La situación de la prisión preventiva en México ha cobrado relevancia en los últimos años, especialmente tras la condena de la Corte Interamericana de Derechos Humanos (CoIDH) que instó al país a revisar esta figura legal. Con más de 100 mil personas en prisión preventiva sin condena, el debate sobre la validez y aplicación de esta medida se ha intensificado en la Suprema Corte de Justicia de la Nación (SCJN). Este artículo explora los aspectos más relevantes de este tema y las implicaciones que tiene para el sistema judicial mexicano.
La SCJN se encuentra en un proceso de análisis de varios proyectos relacionados con la prisión preventiva oficiosa, con la expectativa de que se tomen decisiones en los próximos meses. Este proceso es crucial, ya que la Corte ha recibido presiones tanto internas como externas para abordar la situación de las personas que se encuentran en esta condición. La SCJN ha señalado que la discusión sobre la constitucionalidad de la prisión preventiva es una prioridad alta, especialmente a la luz de la sentencia de la CoIDH que condenó a México por violaciones a derechos humanos.
### La Prisión Preventiva Oficiosa: Un Problema Estructural
La figura de la prisión preventiva oficiosa permite que las personas sean encarceladas sin un juicio previo, lo que ha llevado a un aumento significativo en el número de personas detenidas sin condena. Según datos oficiales, al cierre del año pasado, el número de personas en esta situación alcanzó las 106,294, la cifra más alta en los últimos 25 años. Este aumento se ha visto impulsado por reformas legislativas que ampliaron el catálogo de delitos que pueden llevar a la prisión preventiva oficiosa, lo que ha generado un debate sobre la necesidad de reformar o eliminar esta figura.
El abogado Simón Hernández, de la organización Pena Sin Culpa, ha señalado que la discusión en la SCJN no solo debe centrarse en la validez de la prisión preventiva, sino también en la necesidad de excluir a ciertas ministras del análisis, debido a su historial en la defensa de esta figura. La ministra Estela Ríos, por ejemplo, ha sido cuestionada por su papel como consejera jurídica, lo que podría comprometer su imparcialidad en el debate.
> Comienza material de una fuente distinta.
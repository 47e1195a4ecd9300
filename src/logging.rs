//! Logging setup.
//!
//! Everything the watch pipeline reports goes out under one target,
//! [`WATCH_TARGET`], so a single directive controls it:
//!
//! ```bash
//! RUST_LOG=lilnas_core::watch=debug lilnas-watch /srv/share
//! LILNAS_LOGGING__MODULES__NOTIFY=warn lilnas-watch /srv/share
//! ```
//!
//! `RUST_LOG` wins over the `[logging]` settings section when it is set.

use std::sync::Once;
use tracing_subscriber::fmt::time::FormatTime;
use tracing_subscriber::layer::SubscriberExt;
use tracing_subscriber::util::SubscriberInitExt;
use tracing_subscriber::{EnvFilter, Layer};

use crate::config::LoggingConfig;

/// Target of every record logged through [`watch_event!`](crate::watch_event).
pub const WATCH_TARGET: &str = "lilnas_core::watch";

static INIT: Once = Once::new();

/// Wall-clock time of day, millisecond precision.
struct ClockTime;

impl FormatTime for ClockTime {
    fn format_time(&self, w: &mut tracing_subscriber::fmt::format::Writer<'_>) -> std::fmt::Result {
        write!(w, "{}", chrono::Local::now().format("%H:%M:%S%.3f"))
    }
}

impl LoggingConfig {
    /// Filter directives for this config, e.g. `info,notify=warn`.
    pub fn directives(&self) -> String {
        self.modules
            .iter()
            .fold(self.default.clone(), |mut acc, (target, level)| {
                acc.push(',');
                acc.push_str(target);
                acc.push('=');
                acc.push_str(level);
                acc
            })
    }

    /// The filter to install: `RUST_LOG` if set, otherwise these settings.
    pub fn filter(&self) -> EnvFilter {
        match std::env::var("RUST_LOG") {
            Ok(_) => EnvFilter::from_default_env(),
            Err(_) => EnvFilter::new(self.directives()),
        }
    }
}

/// Installs the global subscriber once. Later calls, and calls made after some
/// other subscriber was installed, are no-ops.
pub fn init_with_config(config: &LoggingConfig) {
    INIT.call_once(|| {
        let layer = tracing_subscriber::fmt::layer()
            .with_timer(ClockTime)
            .with_target(true)
            .with_filter(config.filter());

        let _ = tracing_subscriber::registry().with(layer).try_init();
    });
}

pub fn init() {
    init_with_config(&LoggingConfig::default());
}

/// Logs a watch pipeline record at `$level` under [`WATCH_TARGET`].
///
/// ```ignore
/// watch_event!(INFO, "service", "started", "{}", path.display());
/// watch_event!(DEBUG, "dispatch", "event stream closed");
/// ```
#[macro_export]
macro_rules! watch_event {
    ($level:ident, $component:expr, $event:expr) => {
        tracing::event!(
            target: $crate::logging::WATCH_TARGET,
            tracing::Level::$level,
            "[{}] {}",
            $component,
            $event
        )
    };
    ($level:ident, $component:expr, $event:expr, $($arg:tt)*) => {
        tracing::event!(
            target: $crate::logging::WATCH_TARGET,
            tracing::Level::$level,
            "[{}] {}: {}",
            $component,
            $event,
            format!($($arg)*)
        )
    };
}
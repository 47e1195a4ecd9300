use lilnas_core::error::WatchError;
use lilnas_core::watcher::{
    ChangeKind, ChannelSource, FsError, FsEvent, LogSink, MemorySink, NotifySource, Record,
    StopReason, WatcherService,
};
use std::fs;
use std::time::Duration;
use tempfile::TempDir;

struct PanickingSink;

impl LogSink for PanickingSink {
    fn record(&mut self, record: Record) {
        panic!("sink rejected {record}");
    }
}

#[tokio::test]
async fn run_reports_source_closure() -> Result<(), WatchError> {
    let (source, mut feed) = ChannelSource::new();
    let sink = MemorySink::new();

    feed.event(FsEvent::new(ChangeKind::Create, "/x"));
    feed.event(FsEvent::new(ChangeKind::Write, "/x"));
    feed.error(FsError::new("EPERM"));
    feed.close();

    let report = WatcherService::new(source, sink.clone()).run("/x").await?;

    assert_eq!(report.events, 2);
    assert_eq!(report.errors, 1);
    assert_eq!(report.reason, StopReason::SourceClosed);
    assert_eq!(sink.len(), 3);
    Ok(())
}

#[tokio::test]
async fn stop_handle_ends_a_run_with_open_streams() -> Result<(), WatchError> {
    let (source, feed) = ChannelSource::new();
    let sink = MemorySink::new();

    let service = WatcherService::new(source, sink.clone());
    let stop = service.stop_handle();
    let run = tokio::spawn(service.run("/x"));

    feed.event(FsEvent::new(ChangeKind::Remove, "/x"));
    tokio::time::sleep(Duration::from_millis(50)).await;
    stop.stop();

    let report = tokio::time::timeout(Duration::from_secs(2), run)
        .await
        .expect("stopped run did not finish")
        .unwrap()?;

    assert!(stop.is_stopped());
    assert_eq!(report.reason, StopReason::Cancelled);
    assert_eq!(
        sink.records(),
        vec![Record::Event(FsEvent::new(ChangeKind::Remove, "/x"))]
    );
    Ok(())
}

#[tokio::test]
async fn panicking_sink_still_releases_the_wait() {
    let (source, feed) = ChannelSource::new();
    feed.event(FsEvent::new(ChangeKind::Create, "/x"));

    let result = tokio::time::timeout(
        Duration::from_secs(2),
        WatcherService::new(source, PanickingSink).run("/x"),
    )
    .await
    .expect("run hung after the dispatcher panicked");

    match result {
        Err(WatchError::DispatcherPanicked { reason }) => {
            assert!(reason.contains("sink rejected"), "{reason}");
        }
        other => panic!("expected a dispatcher failure, got {other:?}"),
    }
}

#[tokio::test]
async fn missing_path_fails_before_dispatch() {
    let dir = TempDir::new().unwrap();
    let missing = dir.path().join("not-there");
    let sink = MemorySink::new();

    let err = WatcherService::new(NotifySource::new(), sink.clone())
        .run(&missing)
        .await
        .unwrap_err();

    assert!(matches!(err, WatchError::PathNotFound { .. }));
    assert!(sink.is_empty());
}

#[tokio::test(flavor = "multi_thread", worker_threads = 2)]
async fn notify_source_reports_file_creation() -> Result<(), WatchError> {
    let dir = TempDir::new()?;
    let sink = MemorySink::new();

    let service = WatcherService::new(NotifySource::new(), sink.clone());
    let stop = service.stop_handle();
    let watched = dir.path().to_path_buf();
    let run = tokio::spawn(async move { service.run(&watched).await });

    // Give the watch time to register.
    tokio::time::sleep(Duration::from_millis(300)).await;

    let file = dir.path().join("new-file.txt");
    fs::write(&file, "hello")?;

    let mut created = false;
    for _ in 0..40 {
        created = sink.records().iter().any(|r| match r {
            Record::Event(e) => {
                e.kind == ChangeKind::Create
                    && e.paths.iter().any(|p| p.file_name() == file.file_name())
            }
            Record::Error(_) => false,
        });
        if created {
            break;
        }
        tokio::time::sleep(Duration::from_millis(50)).await;
    }

    stop.stop();
    let report = run.await.unwrap()?;

    assert!(created, "creation was not recorded: {:?}", sink.records());
    assert_eq!(report.reason, StopReason::Cancelled);
    assert!(report.events >= 1);
    Ok(())
}
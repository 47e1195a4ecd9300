//! # lilnas_core
//!
//! Watches a single filesystem path and reports every change notification and
//! watch error to a log sink until it is told to stop.
//!
//! ## Quick Start
//!
//! ```rust,no_run
//! use lilnas_core::watcher::{NotifySource, TracingSink, WatcherService};
//!
//! # #[tokio::main]
//! # async fn main() -> Result<(), Box<dyn std::error::Error>> {
//! lilnas_core::logging::init();
//!
//! let service = WatcherService::new(NotifySource::new(), TracingSink);
//! let stop = service.stop_handle();
//!
//! tokio::spawn(async move {
//!     tokio::signal::ctrl_c().await.ok();
//!     stop.stop();
//! });
//!
//! let report = service.run("/srv/share").await?;
//! println!("{} events, {} errors", report.events, report.errors);
//! # Ok(())
//! # }
//! ```
//!
//! ## Architecture
//!
//! - **[`signal`]**: [`WaitGroup`](signal::WaitGroup), the completion signal a
//!   run waits on, and its drop guard
//! - **[`watcher`]**: watch sources, the dispatcher that fans their event and
//!   error streams into a sink, and the service tying them together
//! - **[`config`]**: layered settings (defaults, TOML, `LILNAS_` environment)
//! - **[`logging`]**: `tracing` subscriber setup
//! - **[`error`]**: the crate error type
//!
//! ## Lifecycle of a run
//!
//! [`WatcherService::run`](watcher::WatcherService::run) registers one unit of
//! work on a fresh `WaitGroup`, starts the source, spawns the dispatcher and
//! waits. The dispatcher releases the unit when both streams have closed or the
//! stop handle fired, on every exit path including a panicking sink, so the wait
//! cannot outlive the dispatcher. Startup failures are returned before a
//! dispatcher exists.

pub mod config;
pub mod error;
pub mod logging;
pub mod signal;
pub mod watcher;

/// Re-exports the most commonly used types for convenience.
pub use error::{WatchError, WatchResult};
pub use watcher::service::run;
Por otro lado, la ministra Yasmín Esquivel también enfrenta solicitudes de recusación por comentarios previos que podrían indicar un sesgo en su análisis.
La SCJN ha indicado que, antes de abordar la prisión preventiva oficiosa, se deben resolver otros temas relacionados con la constitucionalidad de la suspensión de procesos penales. Este proceso podría tardar aproximadamente dos meses, pero ya se están llevando a cabo discusiones internas sobre el tema. La Corte ha enfatizado la importancia de realizar audiencias públicas para permitir una mayor participación de la sociedad civil en este debate crítico.
### Implicaciones de la Sentencia de la CoIDH
La sentencia de la CoIDH en enero de 2023, que declaró al Estado mexicano responsable de violar derechos fundamentales, ha sido un punto de inflexión en la discusión sobre la prisión preventiva. La Corte interamericana instruyó a México a modificar su legislación para que la prisión preventiva solo se aplique de manera justificada y caso por caso. Esta decisión ha generado un amplio debate sobre la necesidad de reformar el sistema judicial mexicano y garantizar que las personas no sean privadas de su libertad sin un debido proceso.
La falta de resolución en la SCJN sobre este tema ha llevado a críticas tanto de organizaciones de derechos humanos como de expertos en derecho penal. La situación actual plantea serias preocupaciones sobre el respeto a los derechos humanos y la presunción de inocencia, principios fundamentales en cualquier sistema judicial. Las reformas necesarias para abordar la prisión preventiva oficiosa no solo son urgentes, sino que también son esenciales para restaurar la confianza en el sistema de justicia mexicano.
A medida que la SCJN se prepara para discutir estos temas, la presión sobre el sistema judicial para que actúe de manera justa y equitativa se intensifica. La posibilidad de que se elimine o modifique la prisión preventiva oficiosa podría tener un impacto significativo en la vida de miles de personas que actualmente se encuentran en esta situación. La discusión en la Corte no solo es un asunto legal, sino también un tema de derechos humanos que afecta a la sociedad en su conjunto.
La SCJN tiene ante sí la responsabilidad de abordar este tema con la seriedad que merece, considerando no solo las implicaciones legales, sino también las consecuencias humanas de sus decisiones. La espera por una resolución sobre la prisión preventiva oficiosa es un recordatorio de la necesidad de un sistema judicial que respete los derechos de todos los ciudadanos y garantice un debido proceso.